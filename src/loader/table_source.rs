//! Sources of raw spreadsheet records

use csv::ReaderBuilder;
use std::path::{Path, PathBuf};
use tracing::debug;

use crate::error::LoadError;
use crate::models::{CatalogLayout, ColumnLayout, Table, TypeCatalog};

/// Anything that can produce a sheet snapshot as raw string records.
///
/// The first record is whatever the sheet holds in its first row; callers
/// decide whether it is a header.
pub trait TableSource {
    fn records(&self) -> Result<Vec<Vec<String>>, LoadError>;
}

impl TableSource for Vec<Vec<String>> {
    fn records(&self) -> Result<Vec<Vec<String>>, LoadError> {
        Ok(self.clone())
    }
}

/// A CSV file on disk
pub struct CsvFile {
    path: PathBuf,
}

impl CsvFile {
    pub fn new(path: impl Into<PathBuf>) -> Self {
        Self { path: path.into() }
    }

    pub fn path(&self) -> &Path {
        &self.path
    }
}

impl TableSource for CsvFile {
    fn records(&self) -> Result<Vec<Vec<String>>, LoadError> {
        let content = std::fs::read_to_string(&self.path).map_err(|source| LoadError::Io {
            path: self.path.clone(),
            source,
        })?;

        let records = parse_csv(&content, &self.path)?;
        debug!(
            "Read {} records from {}",
            records.len(),
            self.path.display()
        );
        Ok(records)
    }
}

/// Parse CSV text into records without interpreting any header.
///
/// Records may have different lengths; cells are not trimmed.
pub fn parse_csv(content: &str, origin: &Path) -> Result<Vec<Vec<String>>, LoadError> {
    let mut reader = ReaderBuilder::new()
        .has_headers(false)
        .flexible(true)
        .from_reader(content.as_bytes());

    reader
        .records()
        .map(|result| {
            result
                .map(|record| record.iter().map(str::to_string).collect())
                .map_err(|error| LoadError::from_csv_error(&error, content, origin))
        })
        .collect()
}

/// Read a schema table; the first record is the header row
pub fn load_table(source: &dyn TableSource, layout: &ColumnLayout) -> Result<Table, LoadError> {
    let records = source.records()?;
    Ok(Table::from_records(&records, layout))
}

/// Read a type catalog
pub fn load_catalog(
    source: &dyn TableSource,
    layout: &CatalogLayout,
) -> Result<TypeCatalog, LoadError> {
    let records = source.records()?;
    Ok(TypeCatalog::from_records(&records, layout))
}
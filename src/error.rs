//! Error types for loading configuration, tables and catalogs

use miette::{Diagnostic, NamedSource, SourceSpan};
use std::path::{Path, PathBuf};
use thiserror::Error;

use crate::error_utils::{create_named_source, point_span};

#[derive(Error, Debug, Diagnostic)]
pub enum ConfigError {
    #[error("invalid column reference '{0}'")]
    #[diagnostic(
        code(ldsheet::config::column),
        help("Use a zero-based index (2) or a spreadsheet column letter (\"C\")")
    )]
    InvalidColumn(String),

    #[error("failed to parse config: {reason}")]
    #[diagnostic(code(ldsheet::config::parse))]
    Parse {
        #[source_code]
        src: NamedSource<String>,

        #[label("here")]
        span: Option<SourceSpan>,

        reason: String,

        #[source]
        source: serde_yaml::Error,
    },

    #[error("config does not match the expected shape: {0}")]
    #[diagnostic(
        code(ldsheet::config::shape),
        help("Run `ldsheet inspect config` without a config file to see the defaults")
    )]
    Shape(#[source] serde_json::Error),

    #[error("config file not found: {}", .0.display())]
    #[diagnostic(code(ldsheet::config::missing))]
    Missing(PathBuf),

    #[error("failed to read {}", .path.display())]
    #[diagnostic(code(ldsheet::config::io))]
    Io {
        path: PathBuf,
        #[source]
        source: std::io::Error,
    },
}

impl ConfigError {
    pub fn from_yaml_error(error: serde_yaml::Error, content: String, path: &Path) -> Self {
        let span = error
            .location()
            .map(|location| point_span(&content, location.index()));
        let reason = error.to_string();

        Self::Parse {
            src: create_named_source(path, content),
            span,
            reason,
            source: error,
        }
    }
}

#[derive(Error, Debug, Diagnostic)]
pub enum LoadError {
    #[error("failed to read {}", .path.display())]
    #[diagnostic(code(ldsheet::load::io))]
    Io {
        path: PathBuf,
        #[source]
        source: std::io::Error,
    },

    #[error("failed to parse CSV: {reason}")]
    #[diagnostic(
        code(ldsheet::load::csv),
        help("Tables and catalogs are read as plain CSV; check quoting around commas")
    )]
    Csv {
        #[source_code]
        src: NamedSource<String>,

        #[label("here")]
        span: Option<SourceSpan>,

        reason: String,
    },
}

impl LoadError {
    pub fn from_csv_error(error: &csv::Error, content: &str, path: &Path) -> Self {
        let span = error
            .position()
            .and_then(|position| usize::try_from(position.byte()).ok())
            .map(|offset| point_span(content, offset));

        Self::Csv {
            src: create_named_source(path, content.to_string()),
            span,
            reason: error.to_string(),
        }
    }
}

+++

(WORK TASK)
Transcribe every record exactly.

(FINISHED TASK)
filename src/loader/table_source.rs
//! Sources of raw spreadsheet records

use csv::ReaderBuilder;
use std::path::{Path, PathBuf};
use tracing::debug;

use crate::error::LoadError;
use crate::models::{CatalogLayout, ColumnLayout, Table, TypeCatalog};

/// Anything that can produce a sheet snapshot as raw string records.
///
/// The first record is whatever the sheet holds in its first row; callers
/// decide whether it is a header.
pub trait TableSource {
    fn records(&self) -> Result<Vec<Vec<String>>, LoadError>;
}

impl TableSource for Vec<Vec<String>> {
    fn records(&self) -> Result<Vec<Vec<String>>, LoadError> {
        Ok(self.clone())
    }
}

/// A CSV file on disk
pub struct CsvFile {
    path: PathBuf,
}

impl CsvFile {
    pub fn new(path: impl Into<PathBuf>) -> Self {
        Self { path: path.into() }
    }

    pub fn path(&self) -> &Path {
        &self.path
    }
}

impl TableSource for CsvFile {
    fn records(&self) -> Result<Vec<Vec<String>>, LoadError> {
        let content = std::fs::read_to_string(&self.path).map_err(|source| LoadError::Io {
            path: self.path.clone(),
            source,
        })?;

        let records = parse_csv(&content, &self.path)?;
        debug!(
            "Read {} records from {}",
            records.len(),
            self.path.display()
        );
        Ok(records)
    }
}

/// Parse CSV text into records without interpreting any header.
///
/// Records may have different lengths; cells are not trimmed.
pub fn parse_csv(content: &str, origin: &Path) -> Result<Vec<Vec<String>>, LoadError> {
    let mut reader = ReaderBuilder::new()
        .has_headers(false)
        .flexible(true)
        .from_reader(content.as_bytes());

    reader
        .records()
        .map(|result| {
            result
                .map(|record| record.iter().map(str::to_string).collect())
                .map_err(|error| LoadError::from_csv_error(&error, content, origin))
        })
        .collect()
}

/// Read a schema table; the first record is the header row
pub fn load_table(source: &dyn TableSource, layout: &ColumnLayout) -> Result<Table, LoadError> {
    let records = source.records()?;
    Ok(Table::from_records(&records, layout))
}

/// Read a type catalog
pub fn load_catalog(
    source: &dyn TableSource,
    layout: &CatalogLayout,
) -> Result<TypeCatalog, LoadError> {
    let records = source.records()?;
    Ok(TypeCatalog::from_records(&records, layout))
}
filename src/error.rs
//! Error types for loading configuration, tables and catalogs

use miette::{Diagnostic, NamedSource, SourceSpan};
use std::path::{Path, PathBuf};
use thiserror::Error;

use crate::error_utils::{create_named_source, point_span};

#[derive(Error, Debug, Diagnostic)]
pub enum ConfigError {
    #[error("invalid column reference '{0}'")]
    #[diagnostic(
        code(ldsheet::config::column),
        help("Use a zero-based index (2) or a spreadsheet column letter (\"C\")")
    )]
    InvalidColumn(String),

    #[error("failed to parse config: {reason}")]
    #[diagnostic(code(ldsheet::config::parse))]
    Parse {
        #[source_code]
        src: NamedSource<String>,

        #[label("here")]
        span: Option<SourceSpan>,

        reason: String,

        #[source]
        source: serde_yaml::Error,
    },

    #[error("config does not match the expected shape: {0}")]
    #[diagnostic(
        code(ldsheet::config::shape),
        help("Run `ldsheet inspect config` without a config file to see the defaults")
    )]
    Shape(#[source] serde_json::Error),

    #[error("config file not found: {}", .0.display())]
    #[diagnostic(code(ldsheet::config::missing))]
    Missing(PathBuf),

    #[error("failed to read {}", .path.display())]
    #[diagnostic(code(ldsheet::config::io))]
    Io {
        path: PathBuf,
        #[source]
        source: std::io::Error,
    },
}

impl ConfigError {
    pub fn from_yaml_error(error: serde_yaml::Error, content: String, path: &Path) -> Self {
        let span = error
            .location()
            .map(|location| point_span(&content, location.index()));
        let reason = error.to_string();

        Self::Parse {
            src: create_named_source(path, content),
            span,
            reason,
            source: error,
        }
    }
}

#[derive(Error, Debug, Diagnostic)]
pub enum LoadError {
    #[error("failed to read {}", .path.display())]
    #[diagnostic(code(ldsheet::load::io))]
    Io {
        path: PathBuf,
        #[source]
        source: std::io::Error,
    },

    #[error("failed to parse CSV: {reason}")]
    #[diagnostic(
        code(ldsheet::load::csv),
        help("Tables and catalogs are read as plain CSV; check quoting around commas")
    )]
    Csv {
        #[source_code]
        src: NamedSource<String>,

        #[label("here")]
        span: Option<SourceSpan>,

        reason: String,
    },
}

impl LoadError {
    pub fn from_csv_error(error: &csv::Error, content: &str, path: &Path) -> Self {
        let span = error
            .position()
            .and_then(|position| usize::try_from(position.byte()).ok())
            .map(|offset| point_span(content, offset));

        Self::Csv {
            src: create_named_source(path, content.to_string()),
            span,
            reason: error.to_string(),
        }
    }
}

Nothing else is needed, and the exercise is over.